→ THE PROBLEM
In the records below, begin at the line containing "pub use file::JsonFileStore;" and end at the line containing "fn get(&self, key: &str)"; quote every line in that span exactly, including both boundary lines, and no others.
___ EXERCISE DATA ___
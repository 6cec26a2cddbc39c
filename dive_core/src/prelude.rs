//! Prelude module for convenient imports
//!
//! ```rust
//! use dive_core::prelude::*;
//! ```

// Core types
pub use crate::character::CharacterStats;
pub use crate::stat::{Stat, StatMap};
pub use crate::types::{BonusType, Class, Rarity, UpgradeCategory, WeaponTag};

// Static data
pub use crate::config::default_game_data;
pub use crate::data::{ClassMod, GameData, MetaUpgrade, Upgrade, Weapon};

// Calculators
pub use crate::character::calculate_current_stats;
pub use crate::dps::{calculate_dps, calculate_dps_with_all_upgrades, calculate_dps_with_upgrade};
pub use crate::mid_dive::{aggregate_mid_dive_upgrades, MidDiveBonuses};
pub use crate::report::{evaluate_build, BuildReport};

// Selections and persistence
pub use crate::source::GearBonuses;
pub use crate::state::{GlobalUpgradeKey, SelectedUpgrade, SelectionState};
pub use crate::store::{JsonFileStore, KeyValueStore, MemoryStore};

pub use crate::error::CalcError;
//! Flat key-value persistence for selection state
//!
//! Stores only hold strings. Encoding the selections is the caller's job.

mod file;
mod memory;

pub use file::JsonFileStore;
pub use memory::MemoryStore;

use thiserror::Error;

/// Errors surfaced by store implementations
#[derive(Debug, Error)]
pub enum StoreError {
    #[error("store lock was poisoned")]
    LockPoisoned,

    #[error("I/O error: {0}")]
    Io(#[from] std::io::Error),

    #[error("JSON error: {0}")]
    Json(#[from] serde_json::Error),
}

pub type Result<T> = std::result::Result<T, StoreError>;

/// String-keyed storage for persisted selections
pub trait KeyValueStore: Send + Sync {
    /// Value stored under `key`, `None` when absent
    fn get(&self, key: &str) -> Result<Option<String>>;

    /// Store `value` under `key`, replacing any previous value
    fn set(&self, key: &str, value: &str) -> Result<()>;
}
___
___ EXERCISE DATA ___
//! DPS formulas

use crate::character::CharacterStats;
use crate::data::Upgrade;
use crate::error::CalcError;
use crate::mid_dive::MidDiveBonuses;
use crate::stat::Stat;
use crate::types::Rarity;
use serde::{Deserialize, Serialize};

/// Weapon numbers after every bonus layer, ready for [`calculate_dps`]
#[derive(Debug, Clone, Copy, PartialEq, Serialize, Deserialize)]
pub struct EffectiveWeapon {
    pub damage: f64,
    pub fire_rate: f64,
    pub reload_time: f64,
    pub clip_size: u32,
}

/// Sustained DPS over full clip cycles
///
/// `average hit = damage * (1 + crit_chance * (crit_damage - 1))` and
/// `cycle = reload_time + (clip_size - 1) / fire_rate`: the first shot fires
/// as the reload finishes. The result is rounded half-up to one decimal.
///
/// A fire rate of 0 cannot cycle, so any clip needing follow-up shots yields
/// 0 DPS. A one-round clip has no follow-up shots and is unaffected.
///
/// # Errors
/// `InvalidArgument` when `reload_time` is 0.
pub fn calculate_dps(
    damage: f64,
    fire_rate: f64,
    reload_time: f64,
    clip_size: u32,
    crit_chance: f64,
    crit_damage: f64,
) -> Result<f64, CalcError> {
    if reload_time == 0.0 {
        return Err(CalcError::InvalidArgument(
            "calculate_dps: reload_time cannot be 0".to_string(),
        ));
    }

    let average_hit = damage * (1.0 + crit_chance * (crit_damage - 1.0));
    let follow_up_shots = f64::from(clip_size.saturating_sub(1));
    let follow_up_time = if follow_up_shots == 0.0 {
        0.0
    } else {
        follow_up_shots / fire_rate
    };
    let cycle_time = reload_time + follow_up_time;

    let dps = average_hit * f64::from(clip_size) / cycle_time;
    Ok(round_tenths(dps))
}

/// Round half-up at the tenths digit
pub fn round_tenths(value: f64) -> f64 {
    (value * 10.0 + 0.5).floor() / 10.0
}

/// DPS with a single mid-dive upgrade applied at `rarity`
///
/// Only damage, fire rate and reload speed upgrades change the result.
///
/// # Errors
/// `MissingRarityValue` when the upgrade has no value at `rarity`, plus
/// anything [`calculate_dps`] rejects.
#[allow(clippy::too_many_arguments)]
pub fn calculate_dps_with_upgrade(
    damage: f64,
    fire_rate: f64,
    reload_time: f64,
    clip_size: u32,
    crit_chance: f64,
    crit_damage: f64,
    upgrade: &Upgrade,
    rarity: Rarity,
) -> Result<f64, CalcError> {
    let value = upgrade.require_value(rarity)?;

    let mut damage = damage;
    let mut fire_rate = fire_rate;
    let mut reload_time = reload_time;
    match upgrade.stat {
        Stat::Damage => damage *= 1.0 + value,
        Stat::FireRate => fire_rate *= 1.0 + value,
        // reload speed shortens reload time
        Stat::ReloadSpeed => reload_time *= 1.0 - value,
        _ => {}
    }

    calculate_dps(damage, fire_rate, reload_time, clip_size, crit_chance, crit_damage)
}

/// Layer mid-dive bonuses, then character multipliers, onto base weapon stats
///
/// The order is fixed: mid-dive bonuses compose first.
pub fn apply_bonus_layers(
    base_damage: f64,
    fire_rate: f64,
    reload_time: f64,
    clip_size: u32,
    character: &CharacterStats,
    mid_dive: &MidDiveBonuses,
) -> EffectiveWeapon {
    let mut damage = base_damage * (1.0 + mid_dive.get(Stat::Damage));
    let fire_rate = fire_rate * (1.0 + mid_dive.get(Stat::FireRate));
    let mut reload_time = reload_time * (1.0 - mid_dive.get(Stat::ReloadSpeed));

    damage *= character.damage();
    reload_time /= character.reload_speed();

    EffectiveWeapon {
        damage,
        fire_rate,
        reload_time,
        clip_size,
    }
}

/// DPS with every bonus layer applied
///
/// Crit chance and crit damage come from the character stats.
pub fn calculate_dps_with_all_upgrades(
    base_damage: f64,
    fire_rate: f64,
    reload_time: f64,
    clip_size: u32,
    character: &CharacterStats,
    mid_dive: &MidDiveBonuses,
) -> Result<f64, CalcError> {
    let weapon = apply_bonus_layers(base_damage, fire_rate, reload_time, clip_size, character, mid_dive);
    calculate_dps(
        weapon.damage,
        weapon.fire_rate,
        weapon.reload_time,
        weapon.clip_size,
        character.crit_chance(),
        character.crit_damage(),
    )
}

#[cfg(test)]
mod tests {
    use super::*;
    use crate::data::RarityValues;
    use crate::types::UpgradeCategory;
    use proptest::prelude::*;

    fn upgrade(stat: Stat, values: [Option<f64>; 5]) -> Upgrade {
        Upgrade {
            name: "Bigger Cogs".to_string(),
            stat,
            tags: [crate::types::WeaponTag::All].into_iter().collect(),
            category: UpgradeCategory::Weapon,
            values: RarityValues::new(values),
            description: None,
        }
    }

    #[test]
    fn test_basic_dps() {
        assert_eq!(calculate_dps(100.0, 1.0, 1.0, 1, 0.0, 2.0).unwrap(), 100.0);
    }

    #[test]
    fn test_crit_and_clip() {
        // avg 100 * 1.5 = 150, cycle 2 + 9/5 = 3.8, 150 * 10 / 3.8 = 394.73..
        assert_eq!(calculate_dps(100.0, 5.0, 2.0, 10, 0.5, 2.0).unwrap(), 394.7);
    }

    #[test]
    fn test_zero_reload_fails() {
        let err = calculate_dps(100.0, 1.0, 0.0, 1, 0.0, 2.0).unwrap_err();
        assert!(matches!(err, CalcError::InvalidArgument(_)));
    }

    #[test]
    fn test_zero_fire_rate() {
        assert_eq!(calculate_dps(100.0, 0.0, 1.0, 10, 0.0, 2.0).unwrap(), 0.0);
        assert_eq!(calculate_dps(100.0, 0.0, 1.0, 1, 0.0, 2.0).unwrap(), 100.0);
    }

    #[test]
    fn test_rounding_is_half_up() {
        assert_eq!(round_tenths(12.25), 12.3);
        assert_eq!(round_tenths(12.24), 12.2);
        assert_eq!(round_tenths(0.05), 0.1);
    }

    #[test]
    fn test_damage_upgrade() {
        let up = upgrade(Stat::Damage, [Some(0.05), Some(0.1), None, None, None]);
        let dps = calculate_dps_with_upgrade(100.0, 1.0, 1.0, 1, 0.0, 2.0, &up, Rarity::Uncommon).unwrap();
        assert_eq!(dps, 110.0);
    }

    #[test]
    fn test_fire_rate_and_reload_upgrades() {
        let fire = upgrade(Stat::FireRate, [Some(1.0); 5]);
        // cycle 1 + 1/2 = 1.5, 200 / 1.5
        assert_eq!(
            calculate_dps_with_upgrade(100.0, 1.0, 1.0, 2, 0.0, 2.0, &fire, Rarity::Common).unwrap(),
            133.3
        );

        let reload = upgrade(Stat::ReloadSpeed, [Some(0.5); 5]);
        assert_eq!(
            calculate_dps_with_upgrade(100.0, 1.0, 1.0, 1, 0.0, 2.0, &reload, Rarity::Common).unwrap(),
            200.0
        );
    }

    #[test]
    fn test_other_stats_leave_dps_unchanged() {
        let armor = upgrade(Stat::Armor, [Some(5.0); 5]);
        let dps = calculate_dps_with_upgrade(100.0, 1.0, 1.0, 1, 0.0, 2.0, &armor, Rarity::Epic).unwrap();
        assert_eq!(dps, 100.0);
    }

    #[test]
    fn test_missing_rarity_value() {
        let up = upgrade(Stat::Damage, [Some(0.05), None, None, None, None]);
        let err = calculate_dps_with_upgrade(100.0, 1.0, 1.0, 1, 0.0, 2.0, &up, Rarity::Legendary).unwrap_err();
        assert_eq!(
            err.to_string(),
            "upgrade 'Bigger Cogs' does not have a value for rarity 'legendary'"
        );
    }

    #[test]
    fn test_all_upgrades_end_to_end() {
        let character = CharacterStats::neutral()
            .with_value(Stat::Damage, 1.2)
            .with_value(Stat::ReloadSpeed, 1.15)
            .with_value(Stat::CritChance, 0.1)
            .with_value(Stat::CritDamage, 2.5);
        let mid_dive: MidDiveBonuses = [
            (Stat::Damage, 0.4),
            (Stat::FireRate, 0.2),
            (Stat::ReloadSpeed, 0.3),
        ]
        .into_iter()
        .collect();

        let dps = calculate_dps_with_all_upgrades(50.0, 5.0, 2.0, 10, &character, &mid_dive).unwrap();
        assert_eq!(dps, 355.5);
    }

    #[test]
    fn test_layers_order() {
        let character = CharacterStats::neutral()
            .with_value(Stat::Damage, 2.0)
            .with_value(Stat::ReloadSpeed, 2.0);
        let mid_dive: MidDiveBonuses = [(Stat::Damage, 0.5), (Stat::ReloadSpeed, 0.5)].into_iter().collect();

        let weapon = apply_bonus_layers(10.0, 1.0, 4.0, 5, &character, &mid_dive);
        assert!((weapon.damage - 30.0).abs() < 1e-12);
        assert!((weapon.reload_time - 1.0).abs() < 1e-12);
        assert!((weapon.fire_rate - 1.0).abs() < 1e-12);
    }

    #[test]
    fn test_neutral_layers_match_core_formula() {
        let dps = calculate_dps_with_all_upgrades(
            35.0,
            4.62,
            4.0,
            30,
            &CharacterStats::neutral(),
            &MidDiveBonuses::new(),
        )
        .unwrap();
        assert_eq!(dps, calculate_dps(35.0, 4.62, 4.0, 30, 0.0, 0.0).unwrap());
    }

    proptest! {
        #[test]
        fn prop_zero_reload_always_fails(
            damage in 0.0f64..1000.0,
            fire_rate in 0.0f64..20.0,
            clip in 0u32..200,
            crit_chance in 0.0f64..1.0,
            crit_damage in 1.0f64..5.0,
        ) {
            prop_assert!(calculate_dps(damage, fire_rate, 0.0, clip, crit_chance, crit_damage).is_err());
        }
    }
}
___
→ SOLUTION TO THE PROBLEM
pub use file::JsonFileStore;
pub use memory::MemoryStore;

use thiserror::Error;

/// Errors surfaced by store implementations
#[derive(Debug, Error)]
pub enum StoreError {
    #[error("store lock was poisoned")]
    LockPoisoned,

    #[error("I/O error: {0}")]
    Io(#[from] std::io::Error),

    #[error("JSON error: {0}")]
    Json(#[from] serde_json::Error),
}

pub type Result<T> = std::result::Result<T, StoreError>;

/// String-keyed storage for persisted selections
pub trait KeyValueStore: Send + Sync {
    /// Value stored under `key`, `None` when absent
    fn get(&self, key: &str) -> Result<Option<String>>;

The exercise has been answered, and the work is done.